Di pelataran masjid ini terdapat kolam-kolam berkeramik yang dibelah oleh anak tangga sebagai akses utama jalan menuju masjid. Desain bagian masjid didominasi warna hijau dan putih. Ada mimbar tua dan beberapa ornamen klasik yang terawat baik.

Salah satu momen menarik di masjid ini yaitu menaiki puncak menara. Di bagian belakang masjid, ada tangga menuju puncak menara tersebut. Sekitar 50-an anak tangga harus ditapaki untuk mencapai puncak menara itu. Dari puncak menara sesiapa saja bisa melihat secara leluasa rumah-rumah warga yang berjejeran, bentangan sawah yang indah, lalu lalang kendaraan, serta kelok Sungai Batang Tebo yang memanjakan mata.

Usianya yang lebih dua abad, tentu masjid Al Falah menjadi salah satu bukti penting perkembangan Islam di Kabupaten Bungo, dari dulu dan bertahan hingga sekarang.

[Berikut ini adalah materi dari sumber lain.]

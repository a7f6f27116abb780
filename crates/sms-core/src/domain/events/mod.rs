//! Domain Events
//!
//! Raised by the campaign aggregate and drained by the caller with
//! `take_events`.

use chrono::{DateTime, Utc};
use serde::{Deserialize, Serialize};

use crate::domain::aggregates::CampaignStatus;
use crate::domain::value_objects::EntityId;

/// Root domain event type
#[derive(Clone, Debug, PartialEq, Serialize, Deserialize)]
#[serde(tag = "aggregate", content = "event")]
pub enum DomainEvent {
    Campaign(CampaignEvent),
}

/// Campaign events
#[derive(Clone, Debug, PartialEq, Serialize, Deserialize)]
#[serde(tag = "type")]
pub enum CampaignEvent {
    Created {
        campaign_id: EntityId,
        title: String,
        created_at: DateTime<Utc>,
    },
    MessageSent {
        campaign_id: EntityId,
        line: usize,
        mobile: String,
        sent_at: DateTime<Utc>,
    },
    MessageFailed {
        campaign_id: EntityId,
        line: usize,
        reason: String,
        failed_at: DateTime<Utc>,
    },
    StatusChanged {
        campaign_id: EntityId,
        from: CampaignStatus,
        to: CampaignStatus,
    },
}

impl DomainEvent {
    pub fn campaign_id(&self) -> &EntityId {
        match self {
            DomainEvent::Campaign(event) => match event {
                CampaignEvent::Created { campaign_id, .. }
                | CampaignEvent::MessageSent { campaign_id, .. }
                | CampaignEvent::MessageFailed { campaign_id, .. }
                | CampaignEvent::StatusChanged { campaign_id, .. } => campaign_id,
            },
        }
    }

    pub fn event_type(&self) -> &'static str {
        match self {
            DomainEvent::Campaign(CampaignEvent::Created { .. }) => "campaign.created",
            DomainEvent::Campaign(CampaignEvent::MessageSent { .. }) => "campaign.message_sent",
            DomainEvent::Campaign(CampaignEvent::MessageFailed { .. }) => "campaign.message_failed",
            DomainEvent::Campaign(CampaignEvent::StatusChanged { .. }) => "campaign.status_changed",
        }
    }
}
//! Data Transfer Objects (DTOs)
//!
//! Objects for transferring data across boundaries.

use chrono::{DateTime, Utc};
use rust_decimal::Decimal;
use serde::{Deserialize, Serialize};

use crate::config::SmsConfig;
use crate::domain::aggregates::{Campaign, CampaignStatus, PricingLine, RecipientKind};
use crate::domain::services::{CampaignRoi, CampaignTotals};
use crate::ports::outbound::GatewayResponse;

// =============================================================================
// Campaign input
// =============================================================================

/// Campaign as written in a JSON, YAML or TOML file
#[derive(Clone, Debug, Default, Serialize, Deserialize)]
#[serde(default)]
pub struct CampaignDocument {
    pub title: String,
    pub company: Option<String>,
    pub currency: Option<String>,
    pub sms_template: Option<String>,
    pub lines: Vec<PricingLine>,
}

impl CampaignDocument {
    /// Build the aggregate, normalizing mobiles and pricing every line
    pub fn into_campaign(self, config: &SmsConfig) -> Campaign {
        let currency = self.currency.unwrap_or_else(|| config.currency.clone());
        let mut campaign = Campaign::create(self.title, currency);
        if let Some(company) = self.company {
            campaign.set_company(company);
        }
        if let Some(template) = self.sms_template {
            campaign.set_template(template);
        }
        for line in self.lines {
            campaign.add_line(line);
        }
        campaign.normalize_mobiles(&config.default_country_code);
        campaign.reprice_all();
        campaign.refresh_status();
        campaign
    }

    /// Snapshot of an aggregate's editable state
    pub fn from_campaign(campaign: &Campaign) -> Self {
        Self {
            title: campaign.title().to_string(),
            company: campaign.company().map(str::to_string),
            currency: Some(campaign.currency().to_string()),
            sms_template: campaign.sms_template().map(str::to_string),
            lines: campaign.lines().to_vec(),
        }
    }
}

/// Totals plus ROI, as reported to callers
#[derive(Clone, Debug, Serialize, Deserialize)]
pub struct CampaignSummary {
    pub title: String,
    pub status: CampaignStatus,
    pub currency: String,
    pub totals: CampaignTotals,
    pub roi: CampaignRoi,
}

impl CampaignSummary {
    pub fn of(campaign: &Campaign, per_message_cost: Decimal) -> Self {
        let totals = campaign.totals(per_message_cost);
        Self {
            title: campaign.title().to_string(),
            status: campaign.status(),
            currency: campaign.currency().to_string(),
            roi: CampaignRoi::from_totals(&totals),
            totals,
        }
    }
}

// =============================================================================
// Send results
// =============================================================================

/// Outcome of one line in a batch
#[derive(Clone, Debug, PartialEq, Serialize, Deserialize)]
pub struct SendDetail {
    pub line: usize,
    pub customer: String,
    pub item: String,
    pub success: bool,
    pub message: String,
}

/// Outcome of a campaign batch
#[derive(Clone, Debug, Default, PartialEq, Serialize, Deserialize)]
pub struct SendReport {
    pub sent: usize,
    pub failed: usize,
    pub sender: Option<String>,
    pub details: Vec<SendDetail>,
    pub finished_at: Option<DateTime<Utc>>,
}

impl SendReport {
    pub fn push(&mut self, detail: SendDetail) {
        if detail.success {
            self.sent += 1;
        } else {
            self.failed += 1;
        }
        self.details.push(detail);
    }
}

/// Result of a sender lookup or creation
#[derive(Clone, Debug, PartialEq, Eq, Serialize, Deserialize)]
pub struct SenderAvailability {
    pub sender: String,
    pub created: bool,
}

/// One reminder delivery attempt
#[derive(Clone, Debug, PartialEq, Serialize, Deserialize)]
pub struct ReminderDelivery {
    pub event: String,
    pub recipient: String,
    pub kind: RecipientKind,
    pub mobile: String,
    pub message: String,
    pub response: GatewayResponse,
}

/// Outcome of one reminder run
#[derive(Clone, Debug, Default, PartialEq, Serialize, Deserialize)]
pub struct ReminderRunReport {
    /// Set when the run did nothing, with the reason
    pub skipped: Option<String>,
    pub events_checked: usize,
    pub sent: u64,
    pub failed: u64,
    pub deliveries: Vec<ReminderDelivery>,
}

#[cfg(test)]
mod tests {
    use super::*;
    use rust_decimal_macros::dec;

    #[test]
    fn test_document_into_campaign() {
        let doc: CampaignDocument = serde_json::from_str(
            r#"{
                "title": "Spring",
                "lines": [
                    {"customer": "C1", "customer_mobile": "06 12 34 56 78", "item_code": "SKU-1",
                     "base_rate": 100, "margin_percent": 20},
                    {"customer": "C2", "item_code": "SKU-2"}
                ]
            }"#,
        )
        .unwrap();

        let campaign = doc.into_campaign(&SmsConfig::default());
        assert_eq!(campaign.currency(), "EUR");
        assert_eq!(campaign.line(0).unwrap().customer_mobile.as_deref(), Some("+33612345678"));
        assert_eq!(campaign.line(0).unwrap().line_amount, Some(dec!(120)));
        assert_eq!(campaign.line(1).unwrap().line_amount, None);
        assert_eq!(campaign.status(), CampaignStatus::Draft);
    }

    #[test]
    fn test_document_round_trips_through_aggregate() {
        let doc = CampaignDocument {
            title: "Spring".into(),
            sms_template: Some("{{customer_name}}".into()),
            ..Default::default()
        };
        let campaign = doc.into_campaign(&SmsConfig::default());
        let back = CampaignDocument::from_campaign(&campaign);
        assert_eq!(back.sms_template.as_deref(), Some("{{customer_name}}"));
        assert_eq!(back.currency.as_deref(), Some("EUR"));
    }

    #[test]
    fn test_report_counts() {
        let mut report = SendReport::default();
        let detail = |success| SendDetail {
            line: 0,
            customer: "C1".into(),
            item: "SKU".into(),
            success,
            message: String::new(),
        };
        report.push(detail(true));
        report.push(detail(false));
        report.push(detail(true));
        assert_eq!((report.sent, report.failed), (2, 1));
    }
}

Masjid Al Falah (2020). Dok. Penulis

Masjid Alfalah ini tidak saja menjadi kebanggaan masyarakat Desa Empelu, tetapi juga menjadi salah satu ikon rumah ibadah di Provinsi Jambi. Pada buku-buku promosi cagar budaya dan pariwisata yang dibuat Dinas Kebudayaan dan Pariwisata Provinsi Jambi terdapat informasi mengenai rumah ibadah ini. Hanya saja bangunan masjid Al Falah sekarang sudah jauh berubah bila dibandingkan sebelumnya. Pengunjung tidak akan melihat lagi beberapa ciri utama bangunan Masjid Alfalah dari awal dibangun hingga sekarang yang telah mengalami perubahan signifikan.

Demikian sejarah singkat berdiri dan berkembangnya Masjid al-Falah Desa Empelu di Bumi Langkah Serentak Limbai Seayun, julukan Kabupaten Bungo. Sedari awal saya menyadari perlu usaha lanjutan untuk melengkapi data sejarah lengkap Masjid Al Falah dengan melibatkan banyak pihak, baik dari kalangan pemerintah desa, ahli, tokoh kunci dari masyarakat hingga mereka yang pernah hidup pada masa awal pembangunan masjid hingga kini.

*Ditulis tahun 2010. Terbit pertama kali di Koran Radar Bungo-Tebo (BUTE) pada Senin, 16 Agustus 2010.